Tuesday, November 30, 2010

Dancing Dweebs: An American Epidemic

As much as we would all like to randomly start to sing and dance in sync in the middle of the cafeteria, there are some of us (like me) for whom it's absolutely impossible to do so. This isn't High School Musical, I'm not Vanessa Hudgens, and you're not Zac Efron, and neither of us star on Glee. So instead we try out for school musicals to fufill that aspect of the American dream.


Maybe you long-time readers remember my inability to dance? Or maybe my extra-long-time readers (nobody) remember my first post about my failing theatrical career? Back then I thought that was going to be my lowest, but jeez, it just proves to show that horoscopes don't know anything...

So this season I tried out for Annie. I wasn't planning on it, because I wanted to spend this semester writing and studying/procrastinating, but somehow I let Jos and my music teacher, Mrs. Smith (yeah, I just linked my teacher) talk me into it. (Jos: Pleeeeease! It will be fun! Mrs. Smith: But you're in Select Chorus! We need more voices! You were in it last year!)

Last Year:
So let's just say I'm the actress to Annie the way Sarah Jessica Parker was to Sex in the City 2. (Translation: Bad.) I'm the dancer to Annie the way Bristol Palin was to Dancing with the Stars. (Translation: Very Bad.) I only have two lines but I can't say either of them. (i.e. "I think green is, tee hee hee, your best color, no--- HA HA HA!!!). I was in the dancing scene in NYC until I got moved out of it because I had a line right after it , and that line I can't say! I'm supposed to jump out from behind stage and shout --without exploding with nervous laughter (a huge feat for me)-- "IMMEDIATE SEATING THERE IS IMMEDIATE SEATING!" I can say it with a straight face at home in the bathroom mirror with toxic morning breath, but not on stage when the 18-year old pianist is glaring at me. So thank you, Master Piano, for making me lose my cool. Which I did have.

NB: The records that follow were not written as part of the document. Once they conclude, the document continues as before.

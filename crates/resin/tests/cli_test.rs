//! Integration tests for the `resin` CLI binary.
//!
//! Argument parsing, help output, local-only commands, and error exit codes
//! run without a network. The `channel` and `logs` tests point the binary at
//! a wiremock server standing in for both the resin API and PubNub.
#![allow(clippy::unwrap_used)]

use std::io::Write as _;

use assert_cmd::cargo::cargo_bin_cmd;
use predicates::prelude::*;
use serde_json::json;
use wiremock::matchers::{method, path, query_param};
use wiremock::{Mock, MockServer, ResponseTemplate};

// ── Helpers ─────────────────────────────────────────────────────────

/// `{"username":"gordon","id":7,"email":"gordon@example.com","exp":4102444800}`
const VALID_TOKEN: &str = "eyJhbGciOiJIUzI1NiJ9.\
    eyJ1c2VybmFtZSI6ImdvcmRvbiIsImlkIjo3LCJlbWFpbCI6ImdvcmRvbkBleGFtcGxlLmNvbSIsImV4cCI6NDEwMjQ0NDgwMH0.\
    c2ln";

/// `{"username":"gordon","id":7,"exp":1000}`
const EXPIRED_TOKEN: &str =
    "eyJhbGciOiJIUzI1NiJ9.eyJ1c2VybmFtZSI6ImdvcmRvbiIsImlkIjo3LCJleHAiOjEwMDB9.c2ln";

/// Build a [`Command`] for the `resin` binary with env isolation.
///
/// Clears all `RESIN_*` env vars and points config and data directories at
/// a nonexistent path so tests never touch the user's real configuration.
fn resin_cmd() -> assert_cmd::Command {
    let mut cmd = cargo_bin_cmd!("resin");
    cmd.env("HOME", "/tmp/resin-cli-test-nonexistent")
        .env("XDG_CONFIG_HOME", "/tmp/resin-cli-test-nonexistent")
        .env("XDG_DATA_HOME", "/tmp/resin-cli-test-nonexistent")
        .env_remove("RESIN_CONFIG")
        .env_remove("RESIN_DATA_DIRECTORY")
        .env_remove("RESIN_TOKEN")
        .env_remove("RESIN_PROFILE")
        .env_remove("RESIN_API_URL")
        .env_remove("RUST_LOG");
    cmd
}

/// Concatenate stdout + stderr from a command output for flexible matching.
fn combined_output(output: &std::process::Output) -> String {
    let stdout = String::from_utf8_lossy(&output.stdout);
    let stderr = String::from_utf8_lossy(&output.stderr);
    format!("{stdout}{stderr}")
}

fn config_file(contents: &str) -> tempfile::NamedTempFile {
    let mut file = tempfile::Builder::new().suffix(".toml").tempfile().unwrap();
    file.write_all(contents.as_bytes()).unwrap();
    file
}

async fn mount_device(server: &MockServer, uuid: &str, logs_channel: Option<&str>) {
    Mock::given(method("GET"))
        .and(path("/v1/device"))
        .and(query_param("$filter", format!("uuid eq '{uuid}'")))
        .respond_with(ResponseTemplate::new(200).set_body_json(json!({
            "d": [{ "uuid": uuid, "logs_channel": logs_channel }]
        })))
        .mount(server)
        .await;
}

// ── Basic invocation ────────────────────────────────────────────────

#[test]
fn test_no_args_shows_help() {
    let output = resin_cmd().output().unwrap();
    assert_eq!(output.status.code(), Some(2), "Expected exit code 2");
    let text = combined_output(&output);
    assert!(text.contains("Usage"), "Expected 'Usage' in output:\n{text}");
}

#[test]
fn test_help_flag() {
    resin_cmd().arg("--help").assert().success().stdout(
        predicate::str::contains("live logs")
            .and(predicate::str::contains("logs"))
            .and(predicate::str::contains("channel"))
            .and(predicate::str::contains("whoami")),
    );
}

#[test]
fn test_version_flag() {
    resin_cmd()
        .arg("--version")
        .assert()
        .success()
        .stdout(predicate::str::contains("resin"));
}

#[test]
fn test_logs_requires_uuid() {
    resin_cmd().arg("logs").assert().code(2);
}

// ── Shell completions ───────────────────────────────────────────────

#[test]
fn test_completions_bash() {
    resin_cmd()
        .args(["completions", "bash"])
        .assert()
        .success()
        .stdout(predicate::str::is_empty().not());
}

#[test]
fn test_completions_invalid_shell() {
    resin_cmd()
        .args(["completions", "tcsh"])
        .assert()
        .failure();
}

// ── Config ──────────────────────────────────────────────────────────

#[test]
fn test_config_path_honours_env() {
    resin_cmd()
        .args(["config", "path"])
        .env("RESIN_CONFIG", "/tmp/resin-cli-test/config.toml")
        .env("RESIN_DATA_DIRECTORY", "/tmp/resin-cli-test/data")
        .assert()
        .success()
        .stdout(
            predicate::str::contains("config: /tmp/resin-cli-test/config.toml")
                .and(predicate::str::contains("token:  /tmp/resin-cli-test/data/token")),
        );
}

#[test]
fn test_config_path_with_broken_file() {
    let file = config_file("defaults = [not toml");

    resin_cmd()
        .args(["config", "path"])
        .env("RESIN_CONFIG", file.path())
        .assert()
        .success()
        .stdout(predicate::str::contains(format!(
            "config: {}",
            file.path().display()
        )));

    resin_cmd()
        .args(["config", "show"])
        .env("RESIN_CONFIG", file.path())
        .assert()
        .failure();
}

#[test]
fn test_config_show_redacts_tokens() {
    let file = config_file(
        r#"
        [profiles.default]
        api_url = "https://api.resinstaging.io"
        token = "super-secret"
        "#,
    );

    resin_cmd()
        .args(["config", "show"])
        .env("RESIN_CONFIG", file.path())
        .assert()
        .success()
        .stdout(
            predicate::str::contains("api.resinstaging.io")
                .and(predicate::str::contains("super-secret").not()),
        );
}

#[test]
fn test_unknown_profile() {
    let output = resin_cmd()
        .args(["--profile", "nope", "channel", "abc"])
        .output()
        .unwrap();
    assert_eq!(output.status.code(), Some(2));
    let text = combined_output(&output);
    assert!(text.contains("Profile 'nope' not found"), "{text}");
}

// ── Authentication ──────────────────────────────────────────────────

#[test]
fn test_logs_without_token() {
    let output = resin_cmd().args(["logs", "abc"]).output().unwrap();
    assert_eq!(output.status.code(), Some(3), "Expected AUTH exit code");
    let text = combined_output(&output);
    assert!(text.contains("No session token"), "{text}");
}

#[test]
fn test_whoami() {
    resin_cmd()
        .args(["whoami"])
        .env("RESIN_TOKEN", VALID_TOKEN)
        .assert()
        .success()
        .stdout(
            predicate::str::contains("username: gordon")
                .and(predicate::str::contains("email:    gordon@example.com"))
                .and(predicate::str::contains("2100-01-01")),
        );
}

#[test]
fn test_whoami_json_expired() {
    let output = resin_cmd()
        .args(["whoami", "--json", "--token", EXPIRED_TOKEN])
        .output()
        .unwrap();
    assert!(output.status.success());

    let claims: serde_json::Value = serde_json::from_slice(&output.stdout).unwrap();
    assert_eq!(claims["username"], "gordon");
    assert_eq!(claims["id"], 7);
    assert_eq!(claims["expired"], true);
}

#[test]
fn test_whoami_rejects_garbage_token() {
    resin_cmd()
        .args(["whoami", "--token", "not-a-jwt"])
        .assert()
        .code(3);
}

#[test]
fn test_token_file_is_read() {
    let dir = tempfile::tempdir().unwrap();
    std::fs::write(dir.path().join("token"), format!("{VALID_TOKEN}\n")).unwrap();

    resin_cmd()
        .args(["whoami"])
        .env("RESIN_DATA_DIRECTORY", dir.path())
        .assert()
        .success()
        .stdout(predicate::str::contains("username: gordon"));
}

// ── Against a mock API ──────────────────────────────────────────────

#[tokio::test(flavor = "multi_thread")]
async fn test_channel_with_override() {
    let server = MockServer::start().await;
    mount_device(&server, "49b2a76b", Some("f00d")).await;

    resin_cmd()
        .args(["channel", "49b2a76b", "--api-url", &server.uri()])
        .args(["--token", VALID_TOKEN])
        .assert()
        .success()
        .stdout("device-f00d-logs\n");
}

#[tokio::test(flavor = "multi_thread")]
async fn test_channel_unknown_device() {
    let server = MockServer::start().await;
    Mock::given(method("GET"))
        .and(path("/v1/device"))
        .respond_with(ResponseTemplate::new(200).set_body_json(json!({ "d": [] })))
        .mount(&server)
        .await;

    let output = resin_cmd()
        .args(["channel", "missing", "--api-url", &server.uri()])
        .args(["--token", VALID_TOKEN])
        .output()
        .unwrap();
    assert_eq!(output.status.code(), Some(4), "Expected NOT_FOUND exit code");
    assert!(combined_output(&output).contains("Device 'missing' not found"));
}

#[tokio::test(flavor = "multi_thread")]
async fn test_logs_streams_lines_to_stdout() {
    let server = MockServer::start().await;
    Mock::given(method("GET"))
        .and(path("/config"))
        .respond_with(ResponseTemplate::new(200).set_body_json(json!({
            "pubnub": { "publish_key": "pub-c-1", "subscribe_key": "sub-c-1" }
        })))
        .mount(&server)
        .await;
    mount_device(&server, "49b2a76b", None).await;

    let subscribe = "/subscribe/sub-c-1/device-49b2a76b-logs/0";
    Mock::given(method("GET"))
        .and(path(format!("{subscribe}/0")))
        .respond_with(ResponseTemplate::new(200).set_body_json(json!([[], "15"])))
        .mount(&server)
        .await;
    Mock::given(method("GET"))
        .and(path(format!("{subscribe}/15")))
        .respond_with(ResponseTemplate::new(200).set_body_json(json!([
            [[{ "m": "Booting" }], [{ "m": "Ready" }]],
            "16"
        ])))
        .mount(&server)
        .await;
    Mock::given(method("GET"))
        .and(path(format!("{subscribe}/16")))
        .respond_with(ResponseTemplate::new(403).set_body_string("Forbidden"))
        .mount(&server)
        .await;

    let file = config_file(&format!(
        "[defaults]\napi_url = \"{uri}\"\npubnub_origin = \"{uri}\"\n",
        uri = server.uri()
    ));

    let output = resin_cmd()
        .args(["logs", "49b2a76b"])
        .env("RESIN_CONFIG", file.path())
        .env("RESIN_TOKEN", VALID_TOKEN)
        .output()
        .unwrap();

    assert_eq!(String::from_utf8_lossy(&output.stdout), "Booting\nReady\n");
    assert_eq!(output.status.code(), Some(7), "Expected CONNECTION exit code");
    assert!(String::from_utf8_lossy(&output.stderr).contains("HTTP 403"));
}
// resin API response types
//
// Only the resources the log streamer touches are modelled: devices (for
// logs-channel resolution) and the public remote configuration (for pub/sub
// keys). Unknown fields are kept in `extra` so nothing the API sends is
// silently dropped.

use secrecy::{ExposeSecret, SecretString};
use serde::{Deserialize, Serialize};

/// OData collection wrapper: every collection endpoint answers `{ "d": [...] }`.
#[derive(Debug, Deserialize)]
pub struct ODataResponse<T> {
    pub d: Vec<T>,
}

/// A device registered with the resin API.
#[derive(Debug, Clone, Default, Serialize, Deserialize)]
#[serde(default)]
pub struct Device {
    pub id: i64,
    pub name: String,
    pub uuid: String,
    pub device_type: String,
    pub is_online: bool,
    pub status: Option<String>,
    pub commit: Option<String>,
    pub ip_address: Option<String>,
    pub vpn_address: Option<String>,
    pub public_address: Option<String>,
    pub supervisor_version: Option<String>,
    pub os_version: Option<String>,
    pub note: Option<String>,
    pub location: Option<String>,

    /// Explicit logs channel identifier. When present, the device publishes
    /// its logs on `device-<logs_channel>-logs` instead of `device-<uuid>-logs`.
    pub logs_channel: Option<String>,

    /// All remaining fields the API sends.
    #[serde(flatten)]
    pub extra: serde_json::Map<String, serde_json::Value>,
}

impl Device {
    /// The logs-channel override, if one is set and non-empty.
    pub fn logs_channel(&self) -> Option<&str> {
        self.logs_channel.as_deref().filter(|channel| !channel.is_empty())
    }
}

/// Public remote configuration served at `GET /config`.
#[derive(Debug, Clone, Default, Deserialize)]
#[serde(default, rename_all = "camelCase")]
pub struct RemoteConfig {
    pub pubnub: Option<PubNubConfig>,
    pub debug_enabled: bool,
    pub device_urls_base: Option<String>,
    pub git_server_url: Option<String>,
    pub admin_url: Option<String>,

    #[serde(flatten)]
    pub extra: serde_json::Map<String, serde_json::Value>,
}

/// Raw pubnub section of [`RemoteConfig`].
#[derive(Debug, Clone, Default, Deserialize)]
#[serde(default)]
pub struct PubNubConfig {
    pub publish_key: String,
    pub subscribe_key: String,
}

/// Pub/sub key material used to open log subscriptions.
#[derive(Debug, Clone)]
pub struct PubSubKeys {
    pub publish_key: SecretString,
    pub subscribe_key: String,
}

impl PubSubKeys {
    pub fn new(publish_key: impl Into<String>, subscribe_key: impl Into<String>) -> Self {
        Self {
            publish_key: SecretString::from(publish_key.into()),
            subscribe_key: subscribe_key.into(),
        }
    }

    /// Both keys are required; either one missing means no usable credentials.
    pub fn is_empty(&self) -> bool {
        self.publish_key.expose_secret().is_empty() || self.subscribe_key.is_empty()
    }
}

impl From<PubNubConfig> for PubSubKeys {
    fn from(config: PubNubConfig) -> Self {
        Self::new(config.publish_key, config.subscribe_key)
    }
}
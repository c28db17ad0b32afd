// resin-api: Async Rust client for the resin.io device API and live device logs

pub mod auth;
pub mod client;
pub mod config;
pub mod error;
pub mod logs;
pub mod models;
pub mod odata;
pub mod pubnub;
pub mod transport;

pub use auth::TokenClaims;
pub use client::ResinClient;
pub use config::{ApiVersion, ClientConfig};
pub use error::Error;
pub use models::{Device, PubSubKeys, RemoteConfig};
pub use pubnub::PubNubTransport;
pub use transport::{TlsMode, TransportConfig};
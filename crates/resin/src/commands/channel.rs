//! `resin channel <uuid>`

use resin_api::ResinClient;
use resin_api::logs::resolve_channel;

use crate::cli::ChannelArgs;
use crate::error::CliError;

pub async fn handle(args: ChannelArgs, client: &ResinClient) -> Result<(), CliError> {
    let channel = resolve_channel(client, &args.uuid).await?;
    println!("{channel}");
    Ok(())
}
// Log payload decoding
//
// A raw subscription payload is a PubNub subscribe response:
//
//     [ <messages>, "<timetoken>", ... ]
//
// where `<messages>` is the log batch, an array of published messages, each
// of which is itself an array of log entries `{ "m": "<line>", ... }`.
// Lines come out in outer-array order, then inner-array order.
//
// Decoding is all-or-nothing per payload: a single malformed entry drops the
// whole payload. Entry errors are collected rather than stopping at the first
// one, so the report shows everything wrong with the payload.

use serde::Deserialize;
use serde_json::Value;
use thiserror::Error;

/// A single log entry as published by a device.
#[derive(Debug, Deserialize)]
struct LogEntry {
    #[serde(rename = "m")]
    message: String,
}

/// Why a payload could not be decoded. Never fatal to a stream.
#[derive(Debug, Error)]
pub enum DecodeError {
    /// The transport envelope is not a JSON array.
    #[error("malformed transport envelope: {0}")]
    Envelope(#[source] serde_json::Error),

    /// The transport envelope is an empty array.
    #[error("transport envelope carries no log batch")]
    MissingBatch,

    /// The batch is not an array of arrays.
    #[error("malformed log batch: {0}")]
    Batch(#[source] serde_json::Error),

    /// One or more entries failed the entry schema.
    #[error("{} malformed log entries: {}", .0.len(), describe(.0))]
    Entries(Vec<EntryError>),
}

/// A schema violation at `batch[outer][inner]`.
#[derive(Debug, Error)]
pub enum EntryError {
    #[error("[{outer}][{inner}] is not an object")]
    NotAnObject { outer: usize, inner: usize },

    #[error("[{outer}][{inner}]: {source}")]
    Invalid {
        outer: usize,
        inner: usize,
        #[source]
        source: serde_json::Error,
    },
}

fn describe(errors: &[EntryError]) -> String {
    errors
        .iter()
        .map(ToString::to_string)
        .collect::<Vec<_>>()
        .join("; ")
}

/// Decode a raw transport payload into log lines.
pub fn decode_payload(raw: &[u8]) -> Result<Vec<String>, DecodeError> {
    let batch = unwrap_envelope(raw)?;
    let batch = Vec::<Vec<Value>>::deserialize(batch).map_err(DecodeError::Batch)?;
    decode_entries(batch)
}

/// Decode an already-unwrapped log batch (`[[{"m": ...}, ...], ...]`).
pub fn decode_batch(batch: &[u8]) -> Result<Vec<String>, DecodeError> {
    let batch: Vec<Vec<Value>> = serde_json::from_slice(batch).map_err(DecodeError::Batch)?;
    decode_entries(batch)
}

/// Strip the transport envelope, returning the log batch.
pub fn unwrap_envelope(raw: &[u8]) -> Result<Value, DecodeError> {
    let envelope: Vec<Value> = serde_json::from_slice(raw).map_err(DecodeError::Envelope)?;
    envelope.into_iter().next().ok_or(DecodeError::MissingBatch)
}

fn decode_entries(batch: Vec<Vec<Value>>) -> Result<Vec<String>, DecodeError> {
    let mut lines = Vec::with_capacity(batch.iter().map(Vec::len).sum());
    let mut errors = Vec::new();

    for (outer, message) in batch.into_iter().enumerate() {
        for (inner, entry) in message.into_iter().enumerate() {
            if !entry.is_object() {
                errors.push(EntryError::NotAnObject { outer, inner });
                continue;
            }
            match LogEntry::deserialize(entry) {
                Ok(entry) => lines.push(entry.message),
                Err(source) => errors.push(EntryError::Invalid {
                    outer,
                    inner,
                    source,
                }),
            }
        }
    }

    if errors.is_empty() {
        Ok(lines)
    } else {
        Err(DecodeError::Entries(errors))
    }
}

We have to wear high-heels so Mrs. Smith told us to start wearing them to rehearsals, to get to know them a bit, as I say. Well I've gotten to know mine pretty well, and they HATE me. They TRICKED ME into thinking that I had a future in tap-dancing, when I was tap-tappity-tapping away thinking "Hey, I could do this for a livin'..." and then BAM! My evil high-heel dug into the flesh of the girl behind me, releasing bloodlets.

Sometimes I wish so heavily that I could dance and act. I mean, look at all the fun Jennifer Anniston must have, acting and "dancing" her way through life (no pun intended), appearing on the red carpet weekly, able to do anything and go anywhere! That's the American dream, or more less, the American ideal. But I'm not gifted with those things. I'm gifted with my always-available sense of humor, my writing, and my ability to make friends anywhere. The word talent brings to mind singing and dancing and the Tony's and Oscar's. But that isn't exactly what talent is. Although I'm not the star of the school musical, I'm talented, in other ways than one.

So I'm going to practice my two golden lines and not let stage-fright/the pianist scare me, and on the night of the musical I'm going to recite them with pride (I promise Mrs. Smith!), and remember that I don't need to be a good dancer to have a great, successful future career.
Do you guys think dancing is an American epidemic? Do you think our obsession with fame is?
p.s. how do you guys like the blog makeover? do you miss the flies?

Friday, November 26, 2010

The Hunt for Turkey

BIG Y. The food store. For you non-New Englanders, Big Y is the food store that has risen to power up here, the only remaining challenger being Stop and Shop. *growl* I hate Big Y. Why? Not only because they have these mega-cheesy, this-is-your-community-food-store, puke-a-full commercials, but because they bought out MY food store. The food store Marg and I grew up going to. A and P SuperFresh. Yeah. IT'S GONE. I have to hate Big Y.

So my mom and I went Thanksgiving food shopping on Wednesday there, and the place was like D-Day, everyone squirming around trying to get a foothold in an aisle and claim their turkey. I used to know EXACTLY where everything was (ok Jen, let's be real here), and Wednesday we couldn't find anything! No-thing! (p.s., Why only one more Clique novel??)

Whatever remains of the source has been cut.